We are lucky to have such a plethora of good-sounding recordings of this conducting giant. I'll start with one which is sure to be controversial. Some love it and believe it makes the work come alive as never before. Some hate it due to it being maybe the slowest ever on record. I am firmly in the former camp. I never warmed up to the Mahler 7th until I heard the Klemperer recording. I am spellbound by it from beginning to end. Every bar means something. It's a shame that so many have litmus tests for how an interpretation should go. Just give a recording a chance and withhold judgment to the end.

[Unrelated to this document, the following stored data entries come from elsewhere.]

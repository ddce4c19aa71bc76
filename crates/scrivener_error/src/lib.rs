//! Error types for the Scrivener rewriting workflow.
//!
//! This crate provides the foundation error types used throughout the Scrivener workspace.
//!
//! # Error Hierarchy
//!
//! All errors follow the `ErrorKind` + wrapper struct pattern:
//! - `*ErrorKind` enum defines specific error conditions
//! - `*Error` struct wraps the kind with source location tracking
//! - All constructors use `#[track_caller]` for automatic location capture
//!
//! # Examples
//!
//! ```
//! use scrivener_error::{ScrivenerResult, ValidationError, ValidationErrorKind};
//!
//! fn check_words(target: u32) -> ScrivenerResult<u32> {
//!     if target == 0 {
//!         Err(ValidationError::new(ValidationErrorKind::InvalidTargetWords(target)))?
//!     }
//!     Ok(target)
//! }
//!
//! let err = check_words(0).unwrap_err();
//! assert!(err.is_validation());
//! ```

#![forbid(unsafe_code)]
#![warn(missing_docs)]

mod builder;
mod config;
mod error;
mod model;
mod storage;
mod validation;
mod workflow;

pub use builder::{BuilderError, BuilderErrorKind};
pub use config::ConfigError;
pub use error::{ScrivenerError, ScrivenerErrorKind, ScrivenerResult};
pub use model::{ModelError, ModelErrorKind};
pub use storage::{StorageError, StorageErrorKind};
pub use validation::{ValidationError, ValidationErrorKind};
pub use workflow::{WorkflowError, WorkflowErrorKind};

That's my philosophy.

The Best:


----------



## Guest (Jul 24, 2019)

I cannot agree enough about his live recording of Mahler's 2nd - amazing recording. You are missing a lot, though, including:







His Magic Flute, with Popp, is my all-time favorite, even though it is not complete (none of the speaking parts).


----------



## Brahmsianhorn (Feb 17, 2017)

The Worst:

This famous recording has just never worked for me. Klemperer's biggest issue is inflexibility, and here it is the lack of flexibility and dynamism that makes the interpretation plod. I happen to like slower tempos in this work, as my choice of favorites like Mengelberg, Furtwangler, and Jochum will attest. But this recording just misfires IMO, though the quality of soloists provides interest.

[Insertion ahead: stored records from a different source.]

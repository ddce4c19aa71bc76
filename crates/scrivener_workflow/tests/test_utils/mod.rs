//! Test utilities for workflow tests.
//!
//! This module provides a scripted language model and fixtures.

pub mod mock_llm;

#[allow(unused_imports)]
pub use mock_llm::{MockLlm, MockReply};

use scrivener_core::WritingStyle;
use scrivener_workflow::InMemoryRepository;

/// A review verdict as the model would print it.
#[allow(dead_code)]
pub fn verdict(passed: bool, total: u32) -> String {
    format!(
        r#"{{"ai_detection":{{"has_ai_smell":false,"issues":[],"examples":[]}},"quality_scores":{{"directness":8,"rhythm":8,"trust":8,"authenticity":7,"conciseness":8,"total":{total}}},"issues":[],"passed":{passed},"reason":"测试结论"}}"#
    )
}

/// Repository with one style, returning the style id.
#[allow(dead_code)]
pub async fn repo_with_style() -> (InMemoryRepository, i64) {
    let repo = InMemoryRepository::new();
    let id = repo
        .add_style(WritingStyle {
            id: 0,
            name: "冷静叙事".into(),
            style_description: "句子短，少形容词，多用具体细节".into(),
            example_text: None,
            tags: vec!["叙事".into()],
        })
        .await;
    (repo, id)
}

This one lacks the requisite energy and direction necessary for this symphony IMO:


----------



## Brahmsianhorn (Feb 17, 2017)

I consider the Klemperer Brahms Requiem his most overrated recording. Again, the problem for me is inflexibility. It just plods along. I rank both the 1947 Karajan and 1955 Kempe above Klemperer in this work.

But I rank Gardiner above all these, believe it or not for those who think I only listen to old recordings! Gardiner's is a supremely musical effort, above all for the magnificent contribution of the chorus. Every phrase is sung with the utmost care.


----------



## Guest (Jul 24, 2019)

Brahmsianhorn said:


> I consider the Klemperer Brahms Requiem his most overrated recording. Again, the problem for me is inflexibility. It just plods along. I rank both the 1947 Karajan and 1955 Kempe above Klemperer in this work.
> 
> But I rank Gardiner above all these, believe it or not for those who think I only listen to old recordings! Gardiner's is a supremely musical effort, above all for the magnificent contribution of the chorus. Every phrase is sung with the utmost care.

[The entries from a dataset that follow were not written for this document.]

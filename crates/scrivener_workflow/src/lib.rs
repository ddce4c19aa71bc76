//! Rewrite, review and decision workflow engine for Scrivener.
//!
//! A run rewrites a source article in a target style, has a second model
//! pass review it, retries failed reviews up to a ceiling, then suspends
//! for a human decision before finishing with an optional cover image.
//!
//! # Pieces
//!
//! - [`ThinkTagFilter`] strips `<think>`-style spans from streamed model output
//! - [`ensure_image_placeholders`] guarantees image slots in finished text
//! - [`RewriteStep`] and [`ReviewStep`] run one model pass each and persist results
//! - [`WorkflowOrchestrator`] sequences the steps and resumes suspended runs
//! - [`PromptedCoverGenerator`] turns finished text into a cover image
//! - [`StyleExtraction`] builds a reusable writing style from reference articles

#![forbid(unsafe_code)]
#![warn(missing_docs)]

mod cover;
mod extraction;
mod in_memory_repository;
mod orchestrator;
mod placeholders;
mod prompts;
mod retrieval;
mod review;
mod rewrite;
mod sanitizer;
mod store;
mod style;
mod template;
mod transition;

pub use cover::{
    MIN_COVER_CONTENT_CHARS, PromptedCoverGenerator, RENDER_GUARD, append_render_guard,
    resolve_image_size, strip_control_meta,
};
pub use extraction::{extract_json_object, parse_review_feedback};
pub use in_memory_repository::InMemoryRepository;
pub use orchestrator::{WorkflowOrchestrator, collect_step, last_state};
pub use placeholders::{PLACEHOLDER, count_actual_words, ensure_image_placeholders};
pub use prompts::{
    NO_MATERIALS, rag_query, render_materials, review_prompt, rewrite_prompt, style_prompt,
    word_bounds,
};
pub use retrieval::{InMemoryMaterialStore, NoRetrieval};
pub use review::{DEFAULT_PASS_THRESHOLD, ReviewStep};
pub use rewrite::{DEFAULT_MAX_SOURCE_CHARS, RewriteStep, is_article_url};
pub use sanitizer::{ThinkTagFilter, sanitize, sanitized};
pub use store::InMemorySuspendedStore;
pub use style::{
    EXAMPLE_TEXT_CHARS, MAX_REFERENCE_ARTICLES, StyleExtraction, StyleRequest, clean_style_json,
    combine_articles,
};
pub use template::{render_cover_prompt, render_template};
pub use transition::{AfterReview, after_decision, after_review};

use futures_util::Stream;
use scrivener_core::{StepEvent, WorkflowEvent};
use std::pin::Pin;

/// Events of one step run.
pub type StepStream = Pin<Box<dyn Stream<Item = StepEvent> + Send>>;

/// Events of a workflow run.
pub type WorkflowStream = Pin<Box<dyn Stream<Item = WorkflowEvent> + Send>>;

We'll have to agree to disagree here about Klemp's Requiem. I love it. But I also love Gardiner's (the Phillips recording, not the SDG one). It was my first recording of this work, and is one of my favorite of his recordings. Incidentally, I feel the same way about both his and Klemperer's recordings of Beethoven's Missa Solemnis.


----------



## howlingfantods (Jul 27, 2015)

Brahmsianhorn said:


> The Worst:
> 
> This famous recording has just never worked for me. Klemperer's biggest issue is inflexibility, and here it is the lack of flexibility and dynamism that makes the interpretation plod. I happen to like slower tempos in this work, as my choice of favorites like Mengelberg, Furtwangler, and Jochum will attest. But this recording just misfires IMO, though the quality of soloists provides interest.


This one would be in my list of bests. Uniquely emotionally shattering experience. Furtwangler's is excellent--I love his dramatic approach--but it's extremely incomplete. Can you even have a St Matthew performance without "Mache dich, mein Herze, rein"?

I don't know that I have strong feelings about his worsts. Maybe his Fliegende Hollander, a recording closer to the bottom of my 30'ish recordings of the work than the top, despite all the wild critical praise.


----------



## flamencosketches (Jan 4, 2019)

Brahmsian, thanks for fulfilling my wish for this thread to exist  

I’m new to Klemperer, but I consider him a great artist and a talented interpreter. Some recordings I enjoy include his Mahler 2nd with Philharmonia (maybe the best recording of it I’ve ever heard, or second to the Lenny/NYPO); Brahms German Requiem (the first recording of any Brahms orchestral work that I’ve enjoyed); Mozart 40th symphony; Beethoven 5th (I really liked both 1955 and 1959 Philharmonia, though the latter is a little slow for my patience). I listened to some of his Bruckner 9th this morning and thought it was great.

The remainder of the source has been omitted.